Available data:
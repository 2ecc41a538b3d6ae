#![cfg_attr(feature = "fail-on-warnings", deny(warnings))]
#![warn(clippy::all, clippy::pedantic, clippy::nursery, clippy::cargo)]
#![allow(clippy::multiple_crate_versions, clippy::cargo_common_metadata)]

//! Service configuration.
//!
//! Defaults are embedded from `config/default.toml`. A TOML file given at
//! start-up is merged over them table by table, then environment
//! overrides are applied:
//!
//! | Variable                | Field                     |
//! |-------------------------|---------------------------|
//! | `URBAN_API_URL`         | `urban_api.base_url`      |
//! | `CACHE_DIR`             | `cache.root`              |
//! | `CACHE_ACTUALITY_HOURS` | `cache.actuality_hours`   |
//! | `BIND_ADDR`             | `server.bind_addr`        |
//! | `PORT`                  | `server.port`             |

use std::collections::BTreeMap;
use std::path::{Path, PathBuf};
use std::str::FromStr;
use std::time::Duration;

use serde::Deserialize;

const DEFAULT_TOML: &str = include_str!("../config/default.toml");

/// Errors while loading configuration.
#[derive(Debug, thiserror::Error)]
pub enum ConfigError {
    /// The config file could not be read.
    #[error("Failed to read config file {path}: {source}")]
    Read {
        /// File path.
        path: PathBuf,
        /// Underlying error.
        source: std::io::Error,
    },

    /// TOML syntax or shape error.
    #[error("Invalid config: {0}")]
    Parse(#[from] toml::de::Error),

    /// An environment override could not be parsed.
    #[error("Invalid value {value:?} for {name}: {reason}")]
    InvalidEnv {
        /// Variable name.
        name: &'static str,
        /// Raw value.
        value: String,
        /// Parse error.
        reason: String,
    },

    /// A profile key is not an integer id.
    #[error("Profile key {0:?} is not an integer id")]
    InvalidProfileId(String),

    /// A value is out of range.
    #[error("Invalid config value {field}: {reason}")]
    Invalid {
        /// Dotted field path.
        field: &'static str,
        /// What is wrong.
        reason: &'static str,
    },
}

/// Upstream urban data API.
#[derive(Debug, Clone, PartialEq, Eq, Deserialize)]
pub struct UrbanApiConfig {
    /// Base URL without trailing slash.
    pub base_url: String,
    /// Per-request timeout.
    pub timeout_secs: u64,
    /// Retries after the first attempt on transient failures.
    pub max_retries: u32,
}

impl UrbanApiConfig {
    /// Per-request timeout.
    #[must_use]
    pub const fn timeout(&self) -> Duration {
        Duration::from_secs(self.timeout_secs)
    }
}

/// Constants used to derive population, capacity and radii.
#[derive(Debug, Clone, Copy, PartialEq, Deserialize)]
pub struct ParsingConfig {
    /// Floors assumed when no building reports any.
    pub default_floors: f64,
    /// Share of gross floor area that is living area.
    pub living_area_coef: f64,
    /// Living area per resident, m².
    pub metres_per_human: f64,
    /// Average travel speed used to turn minutes into meters, km/h.
    pub travel_speed_kmh: f64,
    /// Buffer radius for non-polygonal physical objects, m.
    pub non_poly_objects_buffer_m: f64,
}

/// File cache.
#[derive(Debug, Clone, PartialEq, Eq, Deserialize)]
pub struct CacheConfig {
    /// Cache root directory.
    pub root: PathBuf,
    /// Maximum age of a servable entry, hours.
    pub actuality_hours: u64,
    /// Period of the background sweep, minutes.
    pub sweep_interval_minutes: u64,
}

impl CacheConfig {
    /// Period of the background sweep.
    #[must_use]
    pub const fn sweep_interval(&self) -> Duration {
        Duration::from_secs(self.sweep_interval_minutes * 60)
    }
}

/// HTTP listener.
#[derive(Debug, Clone, PartialEq, Eq, Deserialize)]
pub struct ServerConfig {
    /// Interface to bind.
    pub bind_addr: String,
    /// TCP port.
    pub port: u16,
}

/// Profile id to ordered physical object type ids (highest priority
/// first).
#[derive(Debug, Clone, Default, PartialEq, Eq, Deserialize)]
#[serde(try_from = "BTreeMap<String, Vec<i64>>")]
pub struct ProfileMap(BTreeMap<i64, Vec<i64>>);

impl TryFrom<BTreeMap<String, Vec<i64>>> for ProfileMap {
    type Error = ConfigError;

    fn try_from(raw: BTreeMap<String, Vec<i64>>) -> Result<Self, Self::Error> {
        raw.into_iter()
            .map(|(key, types)| {
                key.trim()
                    .parse::<i64>()
                    .map(|id| (id, types))
                    .map_err(|_| ConfigError::InvalidProfileId(key))
            })
            .collect::<Result<_, _>>()
            .map(Self)
    }
}

impl ProfileMap {
    /// Priority list of a profile.
    #[must_use]
    pub fn get(&self, profile_id: i64) -> Option<&[i64]> {
        self.0.get(&profile_id).map(Vec::as_slice)
    }

    /// Whether the profile is configured.
    #[must_use]
    pub fn contains(&self, profile_id: i64) -> bool {
        self.0.contains_key(&profile_id)
    }

    /// Configured profile ids, ascending.
    pub fn ids(&self) -> impl Iterator<Item = i64> + '_ {
        self.0.keys().copied()
    }
}

/// Complete service configuration.
#[derive(Debug, Clone, PartialEq, Deserialize)]
pub struct SirtepConfig {
    /// Upstream API.
    pub urban_api: UrbanApiConfig,
    /// Parsing constants.
    pub parsing: ParsingConfig,
    /// File cache.
    pub cache: CacheConfig,
    /// HTTP listener.
    pub server: ServerConfig,
    /// Profile priorities.
    pub profiles: ProfileMap,
}

impl SirtepConfig {
    /// The embedded defaults.
    ///
    /// # Errors
    ///
    /// Returns [`ConfigError`] if the embedded file is malformed.
    pub fn embedded() -> Result<Self, ConfigError> {
        Self::from_toml_str("")
    }

    /// Defaults merged with `overrides`.
    ///
    /// # Errors
    ///
    /// Returns [`ConfigError`] if either document is malformed or the
    /// result fails validation.
    pub fn from_toml_str(overrides: &str) -> Result<Self, ConfigError> {
        let mut table: toml::Table = toml::from_str(DEFAULT_TOML)?;
        let overrides: toml::Table = toml::from_str(overrides)?;
        merge(&mut table, overrides);

        let config: Self = toml::Value::Table(table).try_into()?;
        config.validate()?;
        Ok(config)
    }

    /// Defaults merged with the file at `path`.
    ///
    /// # Errors
    ///
    /// Returns [`ConfigError`] if the file cannot be read or parsed.
    pub fn from_file(path: &Path) -> Result<Self, ConfigError> {
        let contents = std::fs::read_to_string(path).map_err(|source| ConfigError::Read {
            path: path.to_path_buf(),
            source,
        })?;
        Self::from_toml_str(&contents)
    }

    /// Loads `path` (or the defaults) and applies environment overrides.
    ///
    /// # Errors
    ///
    /// Returns [`ConfigError`] on any read, parse or validation failure.
    pub fn load(path: Option<&Path>) -> Result<Self, ConfigError> {
        let mut config = match path {
            Some(path) => {
                log::info!("Loading config from {}", path.display());
                Self::from_file(path)?
            }
            None => Self::embedded()?,
        };
        config.apply_env(|name| std::env::var(name).ok())?;
        config.validate()?;
        Ok(config)
    }

    /// Applies overrides from `lookup` (the process environment in
    /// [`Self::load`]).
    ///
    /// # Errors
    ///
    /// Returns [`ConfigError::InvalidEnv`] for unparsable numbers.
    pub fn apply_env(
        &mut self,
        lookup: impl Fn(&str) -> Option<String>,
    ) -> Result<(), ConfigError> {
        if let Some(url) = lookup("URBAN_API_URL") {
            self.urban_api.base_url = url;
        }
        if let Some(dir) = lookup("CACHE_DIR") {
            self.cache.root = PathBuf::from(dir);
        }
        if let Some(hours) = lookup("CACHE_ACTUALITY_HOURS") {
            self.cache.actuality_hours = parse_env("CACHE_ACTUALITY_HOURS", hours)?;
        }
        if let Some(addr) = lookup("BIND_ADDR") {
            self.server.bind_addr = addr;
        }
        if let Some(port) = lookup("PORT") {
            self.server.port = parse_env("PORT", port)?;
        }
        Ok(())
    }

    fn validate(&self) -> Result<(), ConfigError> {
        let p = &self.parsing;
        let positive = [
            ("parsing.default_floors", p.default_floors),
            ("parsing.living_area_coef", p.living_area_coef),
            ("parsing.metres_per_human", p.metres_per_human),
            ("parsing.travel_speed_kmh", p.travel_speed_kmh),
        ];
        for (field, value) in positive {
            if !(value.is_finite() && value > 0.0) {
                return Err(ConfigError::Invalid {
                    field,
                    reason: "must be a positive number",
                });
            }
        }
        if !(p.non_poly_objects_buffer_m.is_finite() && p.non_poly_objects_buffer_m >= 0.0) {
            return Err(ConfigError::Invalid {
                field: "parsing.non_poly_objects_buffer_m",
                reason: "must be a non-negative number",
            });
        }
        if self.cache.actuality_hours == 0 {
            return Err(ConfigError::Invalid {
                field: "cache.actuality_hours",
                reason: "must be at least 1",
            });
        }
        if self.cache.sweep_interval_minutes == 0 {
            return Err(ConfigError::Invalid {
                field: "cache.sweep_interval_minutes",
                reason: "must be at least 1",
            });
        }
        Ok(())
    }
}

fn parse_env<T: FromStr>(name: &'static str, value: String) -> Result<T, ConfigError>
where
    T::Err: std::fmt::Display,
{
    value.trim().parse().map_err(|e: T::Err| ConfigError::InvalidEnv {
        name,
        reason: e.to_string(),
        value,
    })
}

/// Recursively merges `overrides` into `base`; non-table values replace.
fn merge(base: &mut toml::Table, overrides: toml::Table) {
    for (key, value) in overrides {
        match (base.get_mut(&key), value) {
            (Some(toml::Value::Table(existing)), toml::Value::Table(incoming)) => {
                merge(existing, incoming);
            }
            (_, value) => {
                base.insert(key, value);
            }
        }
    }
}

Exercise instructions: Retype exactly the lines above, from the one with "clippy::pedantic, clippy::nursery, clippy::cargo)]" through the one with "pub enum ConfigError", inclusive.

Answer:
#![warn(clippy::all, clippy::pedantic, clippy::nursery, clippy::cargo)]
#![allow(clippy::multiple_crate_versions, clippy::cargo_common_metadata)]

//! Service configuration.
//!
//! Defaults are embedded from `config/default.toml`. A TOML file given at
//! start-up is merged over them table by table, then environment
//! overrides are applied:
//!
//! | Variable                | Field                     |
//! |-------------------------|---------------------------|
//! | `URBAN_API_URL`         | `urban_api.base_url`      |
//! | `CACHE_DIR`             | `cache.root`              |
//! | `CACHE_ACTUALITY_HOURS` | `cache.actuality_hours`   |
//! | `BIND_ADDR`             | `server.bind_addr`        |
//! | `PORT`                  | `server.port`             |

use std::collections::BTreeMap;
use std::path::{Path, PathBuf};
use std::str::FromStr;
use std::time::Duration;

use serde::Deserialize;

const DEFAULT_TOML: &str = include_str!("../config/default.toml");

/// Errors while loading configuration.
#[derive(Debug, thiserror::Error)]
pub enum ConfigError {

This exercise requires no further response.